Problem statement:
Scan the entries below and count the lines holding the string "Input". Supply only the number.

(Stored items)

=-=-=

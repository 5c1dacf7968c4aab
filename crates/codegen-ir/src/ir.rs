//! IR Data Types

use model_graph::BinaryOp;
use serde::{Deserialize, Serialize};
use std::fmt;

/// Virtual register, local to a function
pub type Reg = u32;

/// Index into [`Module::buffers`]
pub type BufferId = usize;

/// Instruction operand
#[derive(Debug, Clone, Copy, PartialEq, Serialize, Deserialize)]
pub enum Operand {
    Reg(Reg),
    Imm(f64),
}

impl Operand {
    pub fn as_reg(&self) -> Option<Reg> {
        match self {
            Operand::Reg(r) => Some(*r),
            Operand::Imm(_) => None,
        }
    }
}

/// Strided memory reference
///
/// Inside a loop, lane `l` of iteration `iv` addresses
/// `offset + (iv + l) * stride`. Outside a loop `iv` is zero, so a scalar
/// access uses stride zero.
#[derive(Debug, Clone, Copy, PartialEq, Eq, Hash, Serialize, Deserialize)]
pub struct MemRef {
    pub buffer: BufferId,
    pub offset: isize,
    pub stride: isize,
}

impl MemRef {
    pub fn new(buffer: BufferId, offset: isize, stride: isize) -> Self {
        Self { buffer, offset, stride }
    }

    /// Single fixed element
    pub fn scalar(buffer: BufferId, index: usize) -> Self {
        Self::new(buffer, index as isize, 0)
    }

    pub fn index(&self, iv: usize, lane: usize) -> isize {
        self.offset + (iv + lane) as isize * self.stride
    }

    /// The same reference advanced by `iterations` loop iterations
    pub fn advanced(&self, iterations: usize) -> Self {
        Self::new(self.buffer, self.index(iterations, 0), self.stride)
    }

    /// Elements touched by `lanes` lanes over `trip_count` iterations
    pub fn footprint(&self, trip_count: usize, lanes: usize) -> Vec<isize> {
        if self.stride == 0 {
            return vec![self.offset];
        }
        (0..trip_count + lanes.saturating_sub(1)).map(|i| self.index(i, 0)).collect()
    }
}

/// Counted loop
///
/// The induction variable runs `0, step, 2 * step, ..` while below
/// `trip_count`. `parallel` asserts that no iteration reads memory written by
/// another, which is what makes the loop legal to vectorize.
#[derive(Debug, Clone, PartialEq, Serialize, Deserialize)]
pub struct Loop {
    pub trip_count: usize,
    pub step: usize,
    pub parallel: bool,
    pub body: Vec<Inst>,
}

impl Loop {
    /// Number of times the body executes
    pub fn iterations(&self) -> usize {
        if self.step == 0 {
            return 0;
        }
        self.trip_count.div_ceil(self.step)
    }
}

#[derive(Debug, Clone, PartialEq, Serialize, Deserialize)]
pub enum Inst {
    /// `dst = src[0..lanes]`
    Load { dst: Reg, src: MemRef, lanes: usize },
    /// `dst[0..lanes] = src`, an immediate or single-lane source is splatted
    Store { dst: MemRef, src: Operand, lanes: usize },
    /// Lane-wise `dst = lhs op rhs`, single-lane operands broadcast
    Binary { dst: Reg, op: BinaryOp, lhs: Operand, rhs: Operand },
    Call { callee: String },
    Loop(Loop),
}

impl Inst {
    /// Register defined by this instruction
    pub fn def(&self) -> Option<Reg> {
        match self {
            Inst::Load { dst, .. } | Inst::Binary { dst, .. } => Some(*dst),
            _ => None,
        }
    }

    /// Registers read, including inside loop bodies
    pub fn uses(&self) -> Vec<Reg> {
        match self {
            Inst::Load { .. } | Inst::Call { .. } => Vec::new(),
            Inst::Store { src, .. } => src.as_reg().into_iter().collect(),
            Inst::Binary { lhs, rhs, .. } => lhs.as_reg().into_iter().chain(rhs.as_reg()).collect(),
            Inst::Loop(l) => l.body.iter().flat_map(Inst::uses).collect(),
        }
    }

    /// Whether the instruction does anything besides defining a register
    pub fn has_side_effects(&self) -> bool {
        matches!(self, Inst::Store { .. } | Inst::Call { .. } | Inst::Loop(_))
    }

    /// Rewrite every operand, recursing into loop bodies
    pub fn map_operands(&mut self, f: &mut impl FnMut(Operand) -> Operand) {
        match self {
            Inst::Store { src, .. } => *src = f(*src),
            Inst::Binary { lhs, rhs, .. } => {
                *lhs = f(*lhs);
                *rhs = f(*rhs);
            }
            Inst::Loop(l) => l.body.iter_mut().for_each(|inst| inst.map_operands(f)),
            Inst::Load { .. } | Inst::Call { .. } => {}
        }
    }

    /// Rename every register, definitions and uses alike
    pub fn rename_regs(&mut self, f: &mut impl FnMut(Reg) -> Reg) {
        match self {
            Inst::Load { dst, .. } => *dst = f(*dst),
            Inst::Binary { dst, .. } => *dst = f(*dst),
            Inst::Loop(l) => {
                l.body.iter_mut().for_each(|inst| inst.rename_regs(f));
                return;
            }
            _ => {}
        }
        self.map_operands(&mut |operand| match operand {
            Operand::Reg(r) => Operand::Reg(f(r)),
            imm => imm,
        });
    }

    /// Instruction count, loop bodies counted once
    pub fn cost(&self) -> usize {
        match self {
            Inst::Loop(l) => 1 + l.body.iter().map(Inst::cost).sum::<usize>(),
            _ => 1,
        }
    }

    /// Highest register mentioned
    pub fn max_reg(&self) -> Option<Reg> {
        match self {
            Inst::Loop(l) => l.body.iter().filter_map(Inst::max_reg).max(),
            inst => inst.def().into_iter().chain(inst.uses()).max(),
        }
    }
}

#[derive(Debug, Clone, Copy, PartialEq, Eq, Serialize, Deserialize)]
pub enum Linkage {
    /// Callable from outside the module
    External,
    /// Only reachable through calls within the module
    Internal,
}

#[derive(Debug, Clone, Copy, PartialEq, Eq, Default, Serialize, Deserialize)]
pub enum InlineHint {
    #[default]
    Default,
    Always,
    Never,
}

#[derive(Debug, Clone, PartialEq, Serialize, Deserialize)]
pub struct Function {
    pub name: String,
    pub linkage: Linkage,
    pub inline: InlineHint,
    pub body: Vec<Inst>,
    next_reg: Reg,
}

impl Function {
    pub fn new(name: impl Into<String>, linkage: Linkage) -> Self {
        Self {
            name: name.into(),
            linkage,
            inline: InlineHint::Default,
            body: Vec::new(),
            next_reg: 0,
        }
    }

    /// Function with a prebuilt body; the register counter starts past the
    /// highest register it mentions
    pub fn with_body(name: impl Into<String>, linkage: Linkage, body: Vec<Inst>) -> Self {
        let mut function = Self::new(name, linkage);
        function.body = body;
        function.sync_regs();
        function
    }

    /// Allocate a register not used anywhere in the function
    pub fn fresh_reg(&mut self) -> Reg {
        let reg = self.next_reg;
        self.next_reg += 1;
        reg
    }

    pub fn next_reg(&self) -> Reg {
        self.next_reg
    }

    /// Move the register counter past every register in the body
    pub fn sync_regs(&mut self) {
        if let Some(max) = self.body.iter().filter_map(Inst::max_reg).max() {
            self.next_reg = self.next_reg.max(max + 1);
        }
    }

    pub fn push(&mut self, inst: Inst) {
        self.body.push(inst);
    }

    pub fn instruction_count(&self) -> usize {
        self.body.iter().map(Inst::cost).sum()
    }

    /// Names of every function called, in call order
    pub fn callees(&self) -> Vec<&str> {
        fn collect<'a>(body: &'a [Inst], out: &mut Vec<&'a str>) {
            for inst in body {
                match inst {
                    Inst::Call { callee } => out.push(callee),
                    Inst::Loop(l) => collect(&l.body, out),
                    _ => {}
                }
            }
        }
        let mut out = Vec::new();
        collect(&self.body, &mut out);
        out
    }
}

#[derive(Debug, Clone, Copy, PartialEq, Eq, Hash, Serialize, Deserialize)]
pub enum BufferKind {
    /// Written by the caller before each run
    Input,
    /// Read by the caller after each run
    Output,
    /// Persists across runs
    State,
    /// Never written
    Constant,
    /// Recomputed every run
    Scratch,
}

impl BufferKind {
    pub fn is_writable(&self) -> bool {
        !matches!(self, BufferKind::Input | BufferKind::Constant)
    }
}

#[derive(Debug, Clone, PartialEq, Serialize, Deserialize)]
pub struct Buffer {
    pub name: String,
    pub kind: BufferKind,
    /// Contents before the first run
    pub init: Vec<f64>,
}

impl Buffer {
    pub fn new(name: impl Into<String>, kind: BufferKind, init: Vec<f64>) -> Self {
        Self {
            name: name.into(),
            kind,
            init,
        }
    }

    pub fn zeroed(name: impl Into<String>, kind: BufferKind, len: usize) -> Self {
        Self::new(name, kind, vec![0.0; len])
    }

    pub fn len(&self) -> usize {
        self.init.len()
    }

    pub fn is_empty(&self) -> bool {
        self.init.is_empty()
    }
}

/// Unit of compilation: buffers plus the functions that operate on them
#[derive(Debug, Clone, PartialEq, Serialize, Deserialize)]
pub struct Module {
    pub name: String,
    pub buffers: Vec<Buffer>,
    pub functions: Vec<Function>,
}

impl Module {
    pub fn new(name: impl Into<String>) -> Self {
        Self {
            name: name.into(),
            buffers: Vec::new(),
            functions: Vec::new(),
        }
    }

    pub fn add_buffer(&mut self, buffer: Buffer) -> BufferId {
        self.buffers.push(buffer);
        self.buffers.len() - 1
    }

    pub fn add_function(&mut self, function: Function) {
        self.functions.push(function);
    }

    pub fn buffer(&self, id: BufferId) -> Option<&Buffer> {
        self.buffers.get(id)
    }

    /// First buffer of the given kind
    pub fn buffer_of_kind(&self, kind: BufferKind) -> Option<BufferId> {
        self.buffers.iter().position(|b| b.kind == kind)
    }

    pub fn function(&self, name: &str) -> Option<&Function> {
        self.functions.iter().find(|f| f.name == name)
    }

    pub fn function_mut(&mut self, name: &str) -> Option<&mut Function> {
        self.functions.iter_mut().find(|f| f.name == name)
    }

    pub fn function_index(&self, name: &str) -> Option<usize> {
        self.functions.iter().position(|f| f.name == name)
    }

    pub fn instruction_count(&self) -> usize {
        self.functions.iter().map(Function::instruction_count).sum()
    }
}

impl fmt::Display for Operand {
    fn fmt(&self, f: &mut fmt::Formatter<'_>) -> fmt::Result {
        match self {
            Operand::Reg(r) => write!(f, "%{}", r),
            Operand::Imm(v) => write!(f, "{:?}", v),
        }
    }
}

impl fmt::Display for MemRef {
    fn fmt(&self, f: &mut fmt::Formatter<'_>) -> fmt::Result {
        write!(f, "@{}[{} + {}i]", self.buffer, self.offset, self.stride)
    }
}

fn write_body(f: &mut fmt::Formatter<'_>, body: &[Inst], depth: usize) -> fmt::Result {
    for inst in body {
        let pad = "  ".repeat(depth);
        match inst {
            Inst::Load { dst, src, lanes } => writeln!(f, "{}%{} = load x{} {}", pad, dst, lanes, src)?,
            Inst::Store { dst, src, lanes } => writeln!(f, "{}store x{} {}, {}", pad, lanes, dst, src)?,
            Inst::Binary { dst, op, lhs, rhs } => {
                writeln!(f, "{}%{} = {} {}, {}", pad, dst, op.as_str(), lhs, rhs)?
            }
            Inst::Call { callee } => writeln!(f, "{}call {}", pad, callee)?,
            Inst::Loop(l) => {
                let kind = if l.parallel { "parallel " } else { "" };
                writeln!(f, "{}{}loop {} step {} {{", pad, kind, l.trip_count, l.step)?;
                write_body(f, &l.body, depth + 1)?;
                writeln!(f, "{}}}", pad)?;
            }
        }
    }
    Ok(())
}

impl fmt::Display for Function {
    fn fmt(&self, f: &mut fmt::Formatter<'_>) -> fmt::Result {
        writeln!(f, "fn {} ({:?}, inline {:?}) {{", self.name, self.linkage, self.inline)?;
        write_body(f, &self.body, 1)?;
        writeln!(f, "}}")
    }
}

impl fmt::Display for Module {
    fn fmt(&self, f: &mut fmt::Formatter<'_>) -> fmt::Result {
        writeln!(f, "module {}", self.name)?;
        for (id, buffer) in self.buffers.iter().enumerate() {
            writeln!(f, "@{} {} {:?} [{}]", id, buffer.name, buffer.kind, buffer.len())?;
        }
        for function in &self.functions {
            write!(f, "{}", function)?;
        }
        Ok(())
    }
}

=-=-=

Task solution:
2